**SUPPLIED INFORMATION:**
- - - - - - -

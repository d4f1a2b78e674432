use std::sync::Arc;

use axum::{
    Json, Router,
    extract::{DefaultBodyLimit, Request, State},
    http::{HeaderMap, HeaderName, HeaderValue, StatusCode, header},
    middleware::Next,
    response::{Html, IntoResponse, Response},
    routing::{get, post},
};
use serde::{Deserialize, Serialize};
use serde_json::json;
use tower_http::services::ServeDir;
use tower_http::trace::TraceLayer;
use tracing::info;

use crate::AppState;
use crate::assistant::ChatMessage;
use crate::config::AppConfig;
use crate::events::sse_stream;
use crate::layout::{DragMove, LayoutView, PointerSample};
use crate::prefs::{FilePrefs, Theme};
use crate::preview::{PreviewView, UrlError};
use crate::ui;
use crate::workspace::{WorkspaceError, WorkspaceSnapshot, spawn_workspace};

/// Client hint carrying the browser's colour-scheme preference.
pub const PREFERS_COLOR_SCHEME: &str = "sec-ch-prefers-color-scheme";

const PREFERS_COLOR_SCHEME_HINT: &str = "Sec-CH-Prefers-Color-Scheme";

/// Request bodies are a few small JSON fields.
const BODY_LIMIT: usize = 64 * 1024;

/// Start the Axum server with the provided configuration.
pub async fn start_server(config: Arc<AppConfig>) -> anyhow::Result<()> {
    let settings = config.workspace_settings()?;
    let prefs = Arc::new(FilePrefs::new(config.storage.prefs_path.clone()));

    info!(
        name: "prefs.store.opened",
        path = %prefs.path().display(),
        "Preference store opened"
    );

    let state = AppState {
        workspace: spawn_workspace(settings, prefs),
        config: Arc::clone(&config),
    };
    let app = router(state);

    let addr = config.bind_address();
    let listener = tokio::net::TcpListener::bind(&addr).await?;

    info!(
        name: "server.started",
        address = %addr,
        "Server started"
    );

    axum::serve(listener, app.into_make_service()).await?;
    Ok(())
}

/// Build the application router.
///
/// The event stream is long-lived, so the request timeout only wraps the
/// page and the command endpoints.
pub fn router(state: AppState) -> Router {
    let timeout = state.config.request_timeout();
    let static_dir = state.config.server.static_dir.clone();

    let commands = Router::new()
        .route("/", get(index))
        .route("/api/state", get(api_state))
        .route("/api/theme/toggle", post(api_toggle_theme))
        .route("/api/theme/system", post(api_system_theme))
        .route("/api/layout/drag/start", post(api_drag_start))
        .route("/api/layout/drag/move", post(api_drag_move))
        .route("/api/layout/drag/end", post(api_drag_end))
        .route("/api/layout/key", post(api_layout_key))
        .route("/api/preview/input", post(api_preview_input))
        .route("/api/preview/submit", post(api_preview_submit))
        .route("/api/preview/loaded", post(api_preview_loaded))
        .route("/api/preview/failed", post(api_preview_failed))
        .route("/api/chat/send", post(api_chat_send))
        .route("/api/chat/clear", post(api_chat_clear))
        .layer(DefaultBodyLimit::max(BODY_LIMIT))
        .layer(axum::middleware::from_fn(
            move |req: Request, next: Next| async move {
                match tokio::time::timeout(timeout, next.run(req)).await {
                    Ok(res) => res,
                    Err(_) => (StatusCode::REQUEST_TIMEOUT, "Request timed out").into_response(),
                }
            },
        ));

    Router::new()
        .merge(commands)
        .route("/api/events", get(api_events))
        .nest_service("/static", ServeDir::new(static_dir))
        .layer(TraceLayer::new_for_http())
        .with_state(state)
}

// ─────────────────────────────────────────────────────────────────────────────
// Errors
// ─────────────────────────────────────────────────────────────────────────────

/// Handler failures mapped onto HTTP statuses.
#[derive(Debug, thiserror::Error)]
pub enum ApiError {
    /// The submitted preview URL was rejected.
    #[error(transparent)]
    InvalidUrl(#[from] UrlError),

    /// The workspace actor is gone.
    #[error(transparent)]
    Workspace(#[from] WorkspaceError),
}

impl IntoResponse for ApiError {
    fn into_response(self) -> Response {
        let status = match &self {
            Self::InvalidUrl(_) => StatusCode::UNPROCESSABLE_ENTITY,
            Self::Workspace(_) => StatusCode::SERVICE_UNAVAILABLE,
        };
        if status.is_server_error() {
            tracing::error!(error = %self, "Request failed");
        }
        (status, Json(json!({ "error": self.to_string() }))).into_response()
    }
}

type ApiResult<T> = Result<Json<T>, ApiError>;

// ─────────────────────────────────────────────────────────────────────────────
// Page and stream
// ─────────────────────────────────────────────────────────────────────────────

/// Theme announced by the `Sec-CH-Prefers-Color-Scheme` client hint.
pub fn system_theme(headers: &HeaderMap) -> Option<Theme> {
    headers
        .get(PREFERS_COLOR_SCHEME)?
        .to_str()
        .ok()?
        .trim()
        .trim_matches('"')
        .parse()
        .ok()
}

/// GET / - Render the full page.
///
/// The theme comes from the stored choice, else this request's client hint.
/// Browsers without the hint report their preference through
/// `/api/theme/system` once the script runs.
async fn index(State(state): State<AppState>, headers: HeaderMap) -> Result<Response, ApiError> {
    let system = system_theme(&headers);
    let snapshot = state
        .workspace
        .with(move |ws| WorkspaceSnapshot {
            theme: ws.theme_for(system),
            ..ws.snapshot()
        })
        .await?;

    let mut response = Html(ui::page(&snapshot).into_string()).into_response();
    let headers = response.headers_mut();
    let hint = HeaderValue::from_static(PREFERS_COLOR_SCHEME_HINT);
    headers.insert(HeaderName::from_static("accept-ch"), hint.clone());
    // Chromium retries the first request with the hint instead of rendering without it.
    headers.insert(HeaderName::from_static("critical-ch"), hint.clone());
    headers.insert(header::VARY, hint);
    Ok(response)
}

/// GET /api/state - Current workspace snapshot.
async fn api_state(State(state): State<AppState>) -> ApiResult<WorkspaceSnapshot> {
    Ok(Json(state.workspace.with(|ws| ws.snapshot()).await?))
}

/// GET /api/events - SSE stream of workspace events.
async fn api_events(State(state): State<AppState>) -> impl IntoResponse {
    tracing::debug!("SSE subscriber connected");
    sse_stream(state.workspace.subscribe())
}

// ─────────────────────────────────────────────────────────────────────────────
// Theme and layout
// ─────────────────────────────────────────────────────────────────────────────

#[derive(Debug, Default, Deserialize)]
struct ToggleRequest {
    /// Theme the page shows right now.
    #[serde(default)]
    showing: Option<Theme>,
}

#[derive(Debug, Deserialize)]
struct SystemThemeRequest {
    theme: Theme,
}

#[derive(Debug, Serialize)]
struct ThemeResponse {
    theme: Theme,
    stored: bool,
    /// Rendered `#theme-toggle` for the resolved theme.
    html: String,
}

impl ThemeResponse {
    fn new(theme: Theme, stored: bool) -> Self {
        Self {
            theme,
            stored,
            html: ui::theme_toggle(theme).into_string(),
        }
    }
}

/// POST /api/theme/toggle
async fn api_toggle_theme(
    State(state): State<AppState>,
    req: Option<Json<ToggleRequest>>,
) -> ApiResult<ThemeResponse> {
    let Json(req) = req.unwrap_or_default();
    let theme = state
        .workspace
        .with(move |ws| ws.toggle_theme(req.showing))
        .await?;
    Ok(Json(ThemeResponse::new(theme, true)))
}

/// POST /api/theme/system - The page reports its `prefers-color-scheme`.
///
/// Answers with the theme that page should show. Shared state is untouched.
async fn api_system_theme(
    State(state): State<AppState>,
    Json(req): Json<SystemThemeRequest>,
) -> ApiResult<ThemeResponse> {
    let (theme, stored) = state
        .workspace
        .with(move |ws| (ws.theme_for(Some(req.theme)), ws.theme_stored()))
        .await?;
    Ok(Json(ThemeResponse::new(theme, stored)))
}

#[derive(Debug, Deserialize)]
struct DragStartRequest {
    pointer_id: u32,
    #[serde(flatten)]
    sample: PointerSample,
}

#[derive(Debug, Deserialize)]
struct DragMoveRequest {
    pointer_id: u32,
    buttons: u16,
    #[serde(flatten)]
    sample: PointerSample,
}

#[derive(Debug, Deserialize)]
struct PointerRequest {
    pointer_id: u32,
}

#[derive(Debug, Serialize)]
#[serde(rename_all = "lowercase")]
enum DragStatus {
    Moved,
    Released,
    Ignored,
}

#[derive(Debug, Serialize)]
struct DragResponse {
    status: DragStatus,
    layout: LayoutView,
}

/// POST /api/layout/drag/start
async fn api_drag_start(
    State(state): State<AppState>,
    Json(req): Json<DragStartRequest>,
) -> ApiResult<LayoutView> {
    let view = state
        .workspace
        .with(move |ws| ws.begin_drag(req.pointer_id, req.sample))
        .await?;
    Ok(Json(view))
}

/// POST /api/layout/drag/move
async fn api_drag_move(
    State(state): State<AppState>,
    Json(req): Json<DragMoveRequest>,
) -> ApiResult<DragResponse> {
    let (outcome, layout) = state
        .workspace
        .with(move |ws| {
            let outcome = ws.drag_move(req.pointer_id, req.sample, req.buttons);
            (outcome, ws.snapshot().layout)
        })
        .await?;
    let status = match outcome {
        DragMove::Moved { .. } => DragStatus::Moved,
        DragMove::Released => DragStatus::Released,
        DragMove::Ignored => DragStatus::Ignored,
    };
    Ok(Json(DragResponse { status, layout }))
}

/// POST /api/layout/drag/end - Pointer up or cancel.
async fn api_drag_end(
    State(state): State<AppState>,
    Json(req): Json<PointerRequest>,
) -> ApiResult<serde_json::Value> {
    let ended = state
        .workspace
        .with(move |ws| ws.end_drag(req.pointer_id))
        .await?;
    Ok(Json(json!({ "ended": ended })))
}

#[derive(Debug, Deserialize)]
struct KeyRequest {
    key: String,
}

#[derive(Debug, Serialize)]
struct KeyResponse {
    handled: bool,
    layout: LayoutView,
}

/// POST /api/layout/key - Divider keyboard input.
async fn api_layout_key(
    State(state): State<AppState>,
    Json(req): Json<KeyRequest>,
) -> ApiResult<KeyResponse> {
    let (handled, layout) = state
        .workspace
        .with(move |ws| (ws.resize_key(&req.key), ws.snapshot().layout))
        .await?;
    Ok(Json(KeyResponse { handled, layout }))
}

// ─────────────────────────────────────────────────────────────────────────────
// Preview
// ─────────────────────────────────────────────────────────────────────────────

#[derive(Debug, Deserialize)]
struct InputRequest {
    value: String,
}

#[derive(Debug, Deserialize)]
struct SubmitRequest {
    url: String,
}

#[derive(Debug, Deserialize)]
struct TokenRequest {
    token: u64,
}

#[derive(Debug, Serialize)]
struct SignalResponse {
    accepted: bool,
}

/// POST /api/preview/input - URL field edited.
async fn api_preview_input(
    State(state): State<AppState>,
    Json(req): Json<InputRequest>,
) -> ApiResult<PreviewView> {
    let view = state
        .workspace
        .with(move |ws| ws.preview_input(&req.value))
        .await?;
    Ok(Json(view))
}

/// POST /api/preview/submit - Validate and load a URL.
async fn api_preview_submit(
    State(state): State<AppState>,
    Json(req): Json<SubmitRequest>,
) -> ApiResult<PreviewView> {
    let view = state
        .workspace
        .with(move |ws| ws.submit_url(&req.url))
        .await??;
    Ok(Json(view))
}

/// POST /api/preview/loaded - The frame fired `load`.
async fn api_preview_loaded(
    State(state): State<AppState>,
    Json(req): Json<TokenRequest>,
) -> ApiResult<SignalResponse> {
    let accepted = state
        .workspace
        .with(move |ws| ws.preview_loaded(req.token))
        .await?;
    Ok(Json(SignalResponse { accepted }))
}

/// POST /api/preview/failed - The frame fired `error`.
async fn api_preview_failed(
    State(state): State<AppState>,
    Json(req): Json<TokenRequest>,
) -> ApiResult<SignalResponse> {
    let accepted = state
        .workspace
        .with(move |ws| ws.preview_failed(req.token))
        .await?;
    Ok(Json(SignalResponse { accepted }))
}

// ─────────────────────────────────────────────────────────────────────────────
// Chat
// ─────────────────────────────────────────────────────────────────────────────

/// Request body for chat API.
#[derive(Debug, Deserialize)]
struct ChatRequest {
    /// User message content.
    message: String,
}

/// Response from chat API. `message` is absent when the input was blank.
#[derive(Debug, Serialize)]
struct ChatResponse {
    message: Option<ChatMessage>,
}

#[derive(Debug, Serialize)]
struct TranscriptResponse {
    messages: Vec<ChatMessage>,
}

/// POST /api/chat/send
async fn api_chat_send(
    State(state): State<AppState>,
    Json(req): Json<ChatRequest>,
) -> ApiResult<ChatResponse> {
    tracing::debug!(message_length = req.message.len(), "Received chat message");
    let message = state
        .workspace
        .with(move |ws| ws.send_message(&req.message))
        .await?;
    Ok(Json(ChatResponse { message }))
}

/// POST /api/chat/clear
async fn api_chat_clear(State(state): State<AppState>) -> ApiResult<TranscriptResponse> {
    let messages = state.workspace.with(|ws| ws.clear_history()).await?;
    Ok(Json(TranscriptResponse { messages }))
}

- - - - - - -

**REQUIREMENT:** Reproduce precisely, and with no line left out, each line from the top of the entries through the line that carries "use crate::config::AppConfig;".

**WRITTEN SOLUTION:**
repository d4f1a2b78e674432
use std::sync::Arc;

use axum::{
    Json, Router,
    extract::{DefaultBodyLimit, Request, State},
    http::{HeaderMap, HeaderName, HeaderValue, StatusCode, header},
    middleware::Next,
    response::{Html, IntoResponse, Response},
    routing::{get, post},
};
use serde::{Deserialize, Serialize};
use serde_json::json;
use tower_http::services::ServeDir;
use tower_http::trace::TraceLayer;
use tracing::info;

use crate::AppState;
use crate::assistant::ChatMessage;
use crate::config::AppConfig;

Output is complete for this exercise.